The Advertising Standards Authority (ASA) said at the end of March that it was looking into a few complaints over the matter. Now, according to the BBC, Apple has made some concessions but the ASA remains unhappy with the results.

"If it appears that the problem claims we asked Apple to remove are still appearing. We will investigate these new complaints," an ASA spokesperson was quoted as saying.

It appears that the original complaints dealt with a specific page on Apple's UK website, and that the company did remove the 4G references from that page and from a promotional video. Nonetheless, the site still advertises certain iPad models as "Wi-Fi + 4G", alongside the logos of the major UK operators.
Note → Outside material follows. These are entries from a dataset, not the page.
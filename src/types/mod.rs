//! Shared type definitions used across the actor execution core.

use std::fmt::{Display, Formatter};
use std::sync::atomic::{AtomicU8, Ordering};
use std::sync::Arc;

/// Unique identifier assigned to each actor.
#[derive(Clone, Debug, PartialEq, Eq, Hash)]
pub struct ActorId(Arc<str>);

impl ActorId {
    /// Returns the identifier as a string slice.
    pub fn as_str(&self) -> &str {
        &self.0
    }
}

impl<T> From<T> for ActorId
where
    T: Into<String>,
{
    fn from(value: T) -> Self {
        let owned: String = value.into();
        Self(Arc::from(owned.into_boxed_str()))
    }
}

impl Display for ActorId {
    fn fmt(&self, f: &mut Formatter<'_>) -> std::fmt::Result {
        write!(f, "{}", self.0)
    }
}

/// Reason describing why an actor stopped processing messages.
#[derive(Debug, Clone, Copy, PartialEq, Eq, Hash)]
pub enum ExitReason {
    /// The behavior stack ran empty.
    Normal,
    /// A handler failed or panicked.
    UnhandledFault,
    /// A handler called an operation that is not allowed in the
    /// cooperative execution style (synchronous receive).
    UnallowedFunctionCall,
    /// A caller-chosen reason passed to `quit`.
    User(u32),
}

impl ExitReason {
    /// First code available to user-defined reasons.
    pub const USER_DEFINED_BASE: u32 = 0x10000;

    /// Numeric exit code.
    pub fn code(&self) -> u32 {
        match self {
            ExitReason::Normal => 0x00001,
            ExitReason::UnhandledFault => 0x00002,
            ExitReason::UnallowedFunctionCall => 0x00003,
            ExitReason::User(code) => Self::USER_DEFINED_BASE.saturating_add(*code),
        }
    }

    /// Returns true for [`ExitReason::Normal`].
    pub fn is_normal(&self) -> bool {
        matches!(self, ExitReason::Normal)
    }
}

impl Display for ExitReason {
    fn fmt(&self, f: &mut Formatter<'_>) -> std::fmt::Result {
        match self {
            ExitReason::Normal => write!(f, "normal"),
            ExitReason::UnhandledFault => write!(f, "unhandled fault"),
            ExitReason::UnallowedFunctionCall => write!(f, "unallowed function call"),
            ExitReason::User(code) => write!(f, "user defined ({code})"),
        }
    }
}

/// Scheduling state of an actor, shared between the actor and its producers.
///
/// ```text
/// Running ──(mailbox exhausted)──> AboutToBlock ──(CAS)──> Blocked
///    ^                                  │                     │
///    └────────(producer enqueue)────────┴─────────────────────┘
/// any ──(finalize)──> Done
/// ```
#[derive(Clone, Copy, Debug, PartialEq, Eq)]
#[repr(u8)]
pub enum ActorState {
    /// Runnable or currently inside `resume`.
    Running = 0,
    /// The resume loop found no work and is about to park.
    AboutToBlock = 1,
    /// Parked; the next enqueue reschedules the actor.
    Blocked = 2,
    /// Terminated. Terminal.
    Done = 3,
}

impl ActorState {
    fn from_u8(value: u8) -> Self {
        match value {
            0 => ActorState::Running,
            1 => ActorState::AboutToBlock,
            2 => ActorState::Blocked,
            _ => ActorState::Done,
        }
    }
}

/// Atomic cell holding an [`ActorState`].
///
/// All accesses are `SeqCst`: the park transition relies on a total order
/// between the consumer's store and the producers' loads.
#[derive(Debug)]
pub struct AtomicActorState(AtomicU8);

impl AtomicActorState {
    /// Creates a cell in the given state.
    pub fn new(state: ActorState) -> Self {
        Self(AtomicU8::new(state as u8))
    }

    /// Reads the current state.
    pub fn load(&self) -> ActorState {
        ActorState::from_u8(self.0.load(Ordering::SeqCst))
    }

    /// Overwrites the current state.
    pub fn store(&self, state: ActorState) {
        self.0.store(state as u8, Ordering::SeqCst);
    }

    /// Atomically replaces `current` with `new`.
    ///
    /// Returns the state that was observed on failure.
    pub fn compare_exchange(
        &self,
        current: ActorState,
        new: ActorState,
    ) -> Result<ActorState, ActorState> {
        self.0
            .compare_exchange(current as u8, new as u8, Ordering::SeqCst, Ordering::SeqCst)
            .map(ActorState::from_u8)
            .map_err(ActorState::from_u8)
    }
}

impl Default for AtomicActorState {
    fn default() -> Self {
        Self::new(ActorState::Running)
    }
}

/// Outcome of a single `resume` call, reported back to the scheduler.
#[derive(Debug, Clone, Copy, PartialEq, Eq)]
pub enum Resumed {
    /// The actor parked; it is rescheduled by the next enqueue.
    Parked,
    /// The actor finished with the given reason.
    Done(ExitReason),
}
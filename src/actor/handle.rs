//! Handle-based communication API for actors.

use std::fmt;
use std::hash::{Hash, Hasher};
use std::sync::atomic::{fence, Ordering};
use std::sync::Arc;

use crossbeam_channel::Sender;
use tokio::sync::watch;

use crate::actor::mailbox::{MailboxNode, Producers, TimeoutId};
use crate::actor::runtime::Reschedule;
use crate::error::SendError;
use crate::tuple::{Message, TupleValues, TypeRegistry};
use crate::types::{ActorId, ActorState, AtomicActorState, ExitReason};

/// Cloneable handle that producers use to enqueue messages for an actor.
///
/// Enqueueing runs the producer half of the park protocol: a parked actor is
/// moved back to `Running` and handed to its scheduler, an actor that is
/// about to park is pushed back to `Running` so its park attempt fails.
#[derive(Clone)]
pub struct ActorHandle {
    id: ActorId,
    producers: Producers,
    state: Arc<AtomicActorState>,
    reschedule: Arc<dyn Reschedule>,
    registry: Arc<TypeRegistry>,
    exit: watch::Receiver<Option<ExitReason>>,
    mailbox_capacity: Option<usize>,
}

impl ActorHandle {
    pub(crate) fn new(
        id: ActorId,
        producers: Producers,
        state: Arc<AtomicActorState>,
        reschedule: Arc<dyn Reschedule>,
        registry: Arc<TypeRegistry>,
        exit: watch::Receiver<Option<ExitReason>>,
        mailbox_capacity: Option<usize>,
    ) -> Self {
        Self {
            id,
            producers,
            state,
            reschedule,
            registry,
            exit,
            mailbox_capacity,
        }
    }

    /// Returns the unique identifier of the actor.
    pub fn id(&self) -> &ActorId {
        &self.id
    }

    /// Returns the registry used to build messages for this actor.
    pub fn registry(&self) -> &Arc<TypeRegistry> {
        &self.registry
    }

    /// Returns the mailbox bound, `None` if unbounded.
    pub fn mailbox_capacity(&self) -> Option<usize> {
        self.mailbox_capacity
    }

    /// Number of enqueued messages the actor has not fetched yet.
    pub fn mailbox_len(&self) -> usize {
        self.producers.messages.len()
    }

    /// Current scheduling state of the actor.
    pub fn state(&self) -> ActorState {
        self.state.load()
    }

    /// Returns true until the actor has finished.
    pub fn is_alive(&self) -> bool {
        self.state.load() != ActorState::Done
    }

    /// The exit reason, once the actor has finished.
    pub fn exit_reason(&self) -> Option<ExitReason> {
        *self.exit.borrow()
    }

    /// Waits until the actor has finished and returns its exit reason.
    pub async fn wait_for_exit(&self) -> ExitReason {
        let mut exit = self.exit.clone();
        loop {
            if let Some(reason) = *exit.borrow_and_update() {
                return reason;
            }
            if exit.changed().await.is_err() {
                // The actor was dropped without finishing; nothing will
                // ever be published.
                return (*exit.borrow()).unwrap_or(ExitReason::UnhandledFault);
            }
        }
    }

    /// Builds a message from native values and enqueues it.
    ///
    /// A message that lands while the actor is finishing is reported as
    /// `Closed` once the actor has reached `Done`; it is never handled.
    ///
    /// # Errors
    /// - `SendError::Full` if the bounded mailbox is full.
    /// - `SendError::Closed` if the actor has finished.
    pub fn notify<V: TupleValues>(&self, values: V) -> Result<(), SendError> {
        self.deliver(Message::of(&self.registry, values))
    }

    /// Enqueues an already built message.
    ///
    /// # Errors
    /// Same as [`notify`](Self::notify).
    pub fn deliver(&self, message: Message) -> Result<(), SendError> {
        self.enqueue(&self.producers.messages, MailboxNode::message(message))
    }

    /// Enqueues a message tagged with the sending actor.
    ///
    /// # Errors
    /// Same as [`notify`](Self::notify).
    pub fn deliver_from(&self, sender: ActorId, message: Message) -> Result<(), SendError> {
        self.enqueue(&self.producers.messages, MailboxNode::message_from(sender, message))
    }

    /// Enqueues a timeout node. Only fails with `Closed`: timeout nodes
    /// are not subject to the mailbox bound.
    pub(crate) fn deliver_timeout(&self, id: TimeoutId) -> Result<(), SendError> {
        self.enqueue(&self.producers.timeouts, MailboxNode::timeout(id))
    }

    fn enqueue(&self, tx: &Sender<MailboxNode>, node: MailboxNode) -> Result<(), SendError> {
        if self.state.load() == ActorState::Done {
            return Err(SendError::Closed);
        }
        tx.try_send(node).map_err(|err| match err {
            crossbeam_channel::TrySendError::Full(_) => SendError::Full,
            crossbeam_channel::TrySendError::Disconnected(_) => SendError::Closed,
        })?;
        self.wake()
    }

    /// Producer half of the park protocol, run after a node was pushed.
    ///
    /// Returns `Closed` if the actor reached `Done` in the meantime: its
    /// final drain may already have run, so the node is never handled.
    fn wake(&self) -> Result<(), SendError> {
        // Pairs with the fence between the consumer's `AboutToBlock` store
        // and its final emptiness check.
        fence(Ordering::SeqCst);
        loop {
            match self.state.load() {
                ActorState::Blocked => {
                    if self
                        .state
                        .compare_exchange(ActorState::Blocked, ActorState::Running)
                        .is_ok()
                    {
                        self.reschedule.reschedule();
                        return Ok(());
                    }
                }
                ActorState::AboutToBlock => {
                    if self
                        .state
                        .compare_exchange(ActorState::AboutToBlock, ActorState::Running)
                        .is_ok()
                    {
                        return Ok(());
                    }
                }
                ActorState::Running => return Ok(()),
                ActorState::Done => return Err(SendError::Closed),
            }
        }
    }
}

impl PartialEq for ActorHandle {
    fn eq(&self, other: &Self) -> bool {
        self.id == other.id && self.producers.messages.same_channel(&other.producers.messages)
    }
}

impl Eq for ActorHandle {}

impl Hash for ActorHandle {
    fn hash<H: Hasher>(&self, state: &mut H) {
        self.id.hash(state);
    }
}

impl fmt::Debug for ActorHandle {
    fn fmt(&self, f: &mut fmt::Formatter<'_>) -> fmt::Result {
        f.debug_struct("ActorHandle")
            .field("id", &self.id)
            .field("state", &self.state.load())
            .field("mailbox_capacity", &self.mailbox_capacity)
            .finish()
    }
}
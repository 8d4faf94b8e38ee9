use event_actors::{
    Actor, ActorConfig, ActorContext, ActorExt, ActorResult, Behavior, ExitReason, Handled,
};
use tokio::time::Duration;

#[derive(Default)]
struct Heartbeat {
    ticks: u32,
}

impl Actor for Heartbeat {
    fn init(&mut self, ctx: &mut ActorContext<Self>) -> ActorResult<()> {
        // Any message postpones the next beat; silence for 200ms is a beat.
        ctx.become_behavior(
            Behavior::new(|_, msg, ctx| {
                if msg.get_as::<&'static str>(0) == Some(&"stop") {
                    return Err(ctx.quit(ExitReason::Normal));
                }
                Ok(Handled::Consumed)
            })
            .with_timeout(Duration::from_millis(200), |beat: &mut Heartbeat, ctx| {
                beat.ticks += 1;
                println!("{} tick {}", ctx.actor_id(), beat.ticks);
                Ok(())
            }),
        );
        Ok(())
    }

    fn on_exit(&mut self, _ctx: &mut ActorContext<Self>) {
        println!("heartbeat ticks: {}", self.ticks);
    }
}

#[tokio::main(flavor = "multi_thread")]
async fn main() -> Result<(), Box<dyn std::error::Error>> {
    let actor = Heartbeat::default().spawn_actor("heartbeat", ActorConfig::default())?;
    tokio::time::sleep(Duration::from_secs(1)).await;
    actor.notify(("stop",))?;
    actor.wait_for_exit().await;
    Ok(())
}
In the UK, spectrum needed to run 4G services will only be auctioned at the end of this year, although Everything Everywhere will be able to 'refarm' its 2G spectrum for 4G earlier, if Ofcom gives its definitive approval.

Even then, the UK will not use the same frequencies for 4G as the US and Canada do. In the UK, the relevant frequencies will be 800MHz and 2.6GHz, and possibly 1800MHz and 900MHz. The new iPad will only do '4G' on the 700MHz and 2.1GHz frequencies.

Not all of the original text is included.